**ABOUT THIS TASK:**
What you return must match the listing below word for word.

[DATA TO EXAMINE — start]

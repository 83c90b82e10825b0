//! End-to-end scenarios for the configuration store.
//!
//! These tests drive `Configuration` only through its public API, with the
//! in-memory collaborators from `infrastructure::*::mock` or with real files
//! in a temporary directory.

use std::path::{Path, PathBuf};
use std::sync::Arc;

use pickles_core::infrastructure::diagnostics::mock::RecordingDiagnostics;
use pickles_core::infrastructure::file_system::mock::MockFileSystem;
use pickles_core::{
    Arguments, Configuration, ConfigurationError, DefaultLanguageRegistry, Diagnostic,
    DocumentationSettings, FeatureMode, FeatureSwitch, LanguageRegistry, Services,
    TestResultsFormat,
};
use uuid::Uuid;

struct FixedLanguage(&'static str);

impl LanguageRegistry for FixedLanguage {
    fn default_language(&self) -> String {
        self.0.to_string()
    }

    fn supported_languages(&self) -> Vec<String> {
        vec![self.0.to_string()]
    }
}

fn services(fs: &MockFileSystem, diagnostics: &RecordingDiagnostics) -> Services {
    Services {
        file_system: Arc::new(fs.clone()),
        diagnostics: Arc::new(diagnostics.clone()),
        features: Arc::new(FeatureSwitch::new()),
    }
}

// ── Tests ─────────────────────────────────────────────────────────────────────

#[test]
fn test_full_configuration_scenario() {
    // Arrange: registry says "en"; r1 and r2 exist, m does not.
    let fs = MockFileSystem::with_files(["r1.xml", "r2.xml"]);
    let diagnostics = RecordingDiagnostics::new();
    let mut config = Configuration::with_services(&FixedLanguage("en"), services(&fs, &diagnostics));

    // Act
    config.add_test_results_file("r1.xml");
    config.add_test_results_file("r2.xml");
    config.add_test_results_file("m.xml");
    config
        .apply_arguments(&Arguments {
            language: Some("fr".to_string()),
            test_results_format: Some("xUnit".to_string()),
            ..Arguments::default()
        })
        .expect("arguments are valid");

    // Assert
    assert_eq!(config.language(), "fr");
    assert_eq!(config.test_results_format(), Some(TestResultsFormat::XUnit));
    assert_eq!(
        config.test_results_files(),
        &[PathBuf::from("r1.xml"), PathBuf::from("r2.xml")]
    );
    assert!(config.has_test_results());
    assert_eq!(config.test_results_file(), Path::new("r1.xml"));
    assert_eq!(diagnostics.count(), 1);
    assert!(matches!(
        &diagnostics.reported()[0],
        Diagnostic::TestResultsFileNotFound { path } if path.ends_with("m.xml")
    ));
}

#[test]
fn test_language_defaults_to_registry_until_overlaid() {
    let fs = MockFileSystem::new();
    let diagnostics = RecordingDiagnostics::new();
    let mut config = Configuration::with_services(&FixedLanguage("de"), services(&fs, &diagnostics));

    assert_eq!(config.language(), "de");

    config
        .apply_arguments(&Arguments {
            language: Some("sv".to_string()),
            ..Arguments::default()
        })
        .unwrap();
    assert_eq!(config.language(), "sv");
}

#[test]
fn test_format_token_is_case_insensitive() {
    let mut config = Configuration::with_services(
        &DefaultLanguageRegistry::new(),
        services(&MockFileSystem::new(), &RecordingDiagnostics::new()),
    );

    config
        .apply_arguments(&Arguments {
            test_results_format: Some("NUNIT3".to_string()),
            ..Arguments::default()
        })
        .unwrap();

    assert_eq!(config.test_results_format(), Some(TestResultsFormat::NUnit3));
}

#[test]
fn test_bad_format_leaves_earlier_fields_applied() {
    let mut config = Configuration::with_services(
        &DefaultLanguageRegistry::new(),
        services(&MockFileSystem::new(), &RecordingDiagnostics::new()),
    );

    let result = config.apply_arguments(&Arguments {
        exclude_tags: Some("@ignore".to_string()),
        test_results_format: Some("not-a-format".to_string()),
        ..Arguments::default()
    });

    assert!(matches!(result, Err(ConfigurationError::InvalidArgument { .. })));
    assert_eq!(config.exclude_tags(), Some("@ignore"));
    assert_eq!(config.test_results_format(), None);
}

#[test]
fn test_injected_feature_switch_receives_toggles() {
    let features = Arc::new(FeatureSwitch::new());
    let mut config = Configuration::with_services(
        &DefaultLanguageRegistry::new(),
        Services {
            features: Arc::clone(&features),
            ..services(&MockFileSystem::new(), &RecordingDiagnostics::new())
        },
    );

    config.enable_experimental_features();
    assert!(features.is_enabled("any-feature"));

    config.disable_experimental_features();
    assert_eq!(features.mode(), FeatureMode::AlwaysDisabled);
    assert!(!config.should_include_experimental_features());
}

#[test]
fn test_native_file_system_filters_real_files() {
    // Arrange
    let dir = std::env::temp_dir().join(format!("pickles_test_{}", Uuid::new_v4()));
    std::fs::create_dir_all(&dir).unwrap();
    let present = dir.join("TestResult.xml");
    std::fs::write(&present, "<test-run/>").unwrap();
    let absent = dir.join("missing.xml");

    let diagnostics = RecordingDiagnostics::new();
    let mut config = Configuration::with_services(
        &DefaultLanguageRegistry::new(),
        Services {
            diagnostics: Arc::new(diagnostics.clone()),
            features: Arc::new(FeatureSwitch::new()),
            ..Services::default()
        },
    );

    // Act
    config.add_test_results_files(Some([present.clone(), absent.clone()]));

    // Assert
    assert_eq!(config.test_results_files(), &[present]);
    assert_eq!(
        diagnostics.reported(),
        vec![Diagnostic::TestResultsFileNotFound {
            path: absent.display().to_string()
        }]
    );

    // Cleanup
    std::fs::remove_dir_all(&dir).ok();
}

[DATA TO EXAMINE — finish]

**RESPONSE:**
repository 83c90b82e10825b0
//! End-to-end scenarios for the configuration store.
//!
//! These tests drive `Configuration` only through its public API, with the
//! in-memory collaborators from `infrastructure::*::mock` or with real files
//! in a temporary directory.

use std::path::{Path, PathBuf};
use std::sync::Arc;

use pickles_core::infrastructure::diagnostics::mock::RecordingDiagnostics;
use pickles_core::infrastructure::file_system::mock::MockFileSystem;
use pickles_core::{
    Arguments, Configuration, ConfigurationError, DefaultLanguageRegistry, Diagnostic,
    DocumentationSettings, FeatureMode, FeatureSwitch, LanguageRegistry, Services,
    TestResultsFormat,
};
use uuid::Uuid;

struct FixedLanguage(&'static str);

impl LanguageRegistry for FixedLanguage {
    fn default_language(&self) -> String {
        self.0.to_string()
    }

    fn supported_languages(&self) -> Vec<String> {
        vec![self.0.to_string()]
    }
}

fn services(fs: &MockFileSystem, diagnostics: &RecordingDiagnostics) -> Services {
    Services {
        file_system: Arc::new(fs.clone()),
        diagnostics: Arc::new(diagnostics.clone()),
        features: Arc::new(FeatureSwitch::new()),
    }
}

// ── Tests ─────────────────────────────────────────────────────────────────────

#[test]
fn test_full_configuration_scenario() {
    // Arrange: registry says "en"; r1 and r2 exist, m does not.
    let fs = MockFileSystem::with_files(["r1.xml", "r2.xml"]);
    let diagnostics = RecordingDiagnostics::new();
    let mut config = Configuration::with_services(&FixedLanguage("en"), services(&fs, &diagnostics));

    // Act
    config.add_test_results_file("r1.xml");
    config.add_test_results_file("r2.xml");
    config.add_test_results_file("m.xml");
    config
        .apply_arguments(&Arguments {
            language: Some("fr".to_string()),
            test_results_format: Some("xUnit".to_string()),
            ..Arguments::default()
        })
        .expect("arguments are valid");

    // Assert
    assert_eq!(config.language(), "fr");
    assert_eq!(config.test_results_format(), Some(TestResultsFormat::XUnit));
    assert_eq!(
        config.test_results_files(),
        &[PathBuf::from("r1.xml"), PathBuf::from("r2.xml")]
    );
    assert!(config.has_test_results());
    assert_eq!(config.test_results_file(), Path::new("r1.xml"));
    assert_eq!(diagnostics.count(), 1);
    assert!(matches!(
        &diagnostics.reported()[0],
        Diagnostic::TestResultsFileNotFound { path } if path.ends_with("m.xml")
    ));
}

#[test]
fn test_language_defaults_to_registry_until_overlaid() {
    let fs = MockFileSystem::new();
    let diagnostics = RecordingDiagnostics::new();
    let mut config = Configuration::with_services(&FixedLanguage("de"), services(&fs, &diagnostics));

    assert_eq!(config.language(), "de");

    config
        .apply_arguments(&Arguments {
            language: Some("sv".to_string()),
            ..Arguments::default()
        })
        .unwrap();
    assert_eq!(config.language(), "sv");
}

#[test]
fn test_format_token_is_case_insensitive() {
    let mut config = Configuration::with_services(
        &DefaultLanguageRegistry::new(),
        services(&MockFileSystem::new(), &RecordingDiagnostics::new()),
    );

    config
        .apply_arguments(&Arguments {
            test_results_format: Some("NUNIT3".to_string()),
            ..Arguments::default()
        })
        .unwrap();

    assert_eq!(config.test_results_format(), Some(TestResultsFormat::NUnit3));
}

#[test]
fn test_bad_format_leaves_earlier_fields_applied() {
    let mut config = Configuration::with_services(
        &DefaultLanguageRegistry::new(),
        services(&MockFileSystem::new(), &RecordingDiagnostics::new()),
    );

    let result = config.apply_arguments(&Arguments {
        exclude_tags: Some("@ignore".to_string()),
        test_results_format: Some("not-a-format".to_string()),
        ..Arguments::default()
    });

    assert!(matches!(result, Err(ConfigurationError::InvalidArgument { .. })));
    assert_eq!(config.exclude_tags(), Some("@ignore"));
    assert_eq!(config.test_results_format(), None);
}

#[test]
fn test_injected_feature_switch_receives_toggles() {
    let features = Arc::new(FeatureSwitch::new());
    let mut config = Configuration::with_services(
        &DefaultLanguageRegistry::new(),
        Services {
            features: Arc::clone(&features),
            ..services(&MockFileSystem::new(), &RecordingDiagnostics::new())
        },
    );

    config.enable_experimental_features();
    assert!(features.is_enabled("any-feature"));

    config.disable_experimental_features();
    assert_eq!(features.mode(), FeatureMode::AlwaysDisabled);
    assert!(!config.should_include_experimental_features());
}

#[test]
fn test_native_file_system_filters_real_files() {
    // Arrange
    let dir = std::env::temp_dir().join(format!("pickles_test_{}", Uuid::new_v4()));
    std::fs::create_dir_all(&dir).unwrap();
    let present = dir.join("TestResult.xml");
    std::fs::write(&present, "<test-run/>").unwrap();
    let absent = dir.join("missing.xml");

    let diagnostics = RecordingDiagnostics::new();
    let mut config = Configuration::with_services(
        &DefaultLanguageRegistry::new(),
        Services {
            diagnostics: Arc::new(diagnostics.clone()),
            features: Arc::new(FeatureSwitch::new()),
            ..Services::default()
        },
    );

    // Act
    config.add_test_results_files(Some([present.clone(), absent.clone()]));

    // Assert
    assert_eq!(config.test_results_files(), &[present]);
    assert_eq!(
        diagnostics.reported(),
        vec![Diagnostic::TestResultsFileNotFound {
            path: absent.display().to_string()
        }]
    );

    // Cleanup
    std::fs::remove_dir_all(&dir).ok();
}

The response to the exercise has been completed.